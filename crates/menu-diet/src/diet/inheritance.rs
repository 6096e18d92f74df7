use std::collections::HashSet;

use tracing::debug;

use super::domain::{DietInference, MatchedItem, MenuItemId};
use super::evidence::scoring::{self, Tally};

/// Lift child tags with their parent's positive evidence (everything vegan is vegetarian).
///
/// Pairs are applied in declaration order, so chains work when parents are declared first.
/// A child never loses score or confidence through inheritance. Items the child itself
/// excluded are not re-added from the parent.
pub fn apply_subdiet_inheritance(results: &mut [DietInference], subdiets: &[(String, String)]) {
    for (parent_key, child_key) in subdiets {
        let Some(parent) = position_of(results, parent_key) else {
            continue;
        };
        let Some(child) = position_of(results, child_key) else {
            continue;
        };
        if parent == child {
            continue;
        }

        let inherited = results[parent].reasons.matched_items.clone();
        inherit_into(&mut results[child], inherited, parent_key);
    }
}

fn position_of(results: &[DietInference], key: &str) -> Option<usize> {
    results
        .iter()
        .position(|result| result.diet_tag_key.trim().eq_ignore_ascii_case(key))
}

fn inherit_into(child: &mut DietInference, parent_matches: Vec<MatchedItem>, parent_key: &str) {
    let known: HashSet<MenuItemId> = child
        .reasons
        .matched_items
        .iter()
        .map(|item| item.item_id.clone())
        .chain(
            child
                .reasons
                .excluded_items
                .iter()
                .map(|item| item.item_id.clone()),
        )
        .collect();

    let additions: Vec<MatchedItem> = parent_matches
        .into_iter()
        .filter(|item| !known.contains(&item.item_id))
        .map(|mut item| {
            item.inherited_from = Some(parent_key.to_string());
            item
        })
        .collect();
    if additions.is_empty() {
        return;
    }

    let mut merged = child.reasons.matched_items.clone();
    merged.extend(additions);

    let tally = Tally::from_items(
        &merged,
        &child.reasons.excluded_items,
        child.reasons.total_menu_items,
    );
    let lifted = scoring::score(&tally);

    debug!(
        child = %child.diet_tag_key,
        parent = parent_key,
        original_score = child.score,
        inherited_score = lifted.score,
        "applied subdiet inheritance"
    );

    if lifted.score >= child.score {
        child.reasons.score_breakdown = lifted.breakdown;
    }
    child.score = child.score.max(lifted.score);
    child.confidence = child.confidence.max(lifted.confidence);
    child.reasons.match_ratio = child.reasons.match_ratio.max(lifted.match_ratio);
    child.reasons.matched_items = merged;
}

• • • •

- **What to do**
Once the lines containing "MenuItemId" in the data above are counted, give the total by itself.

- **Task solution**
2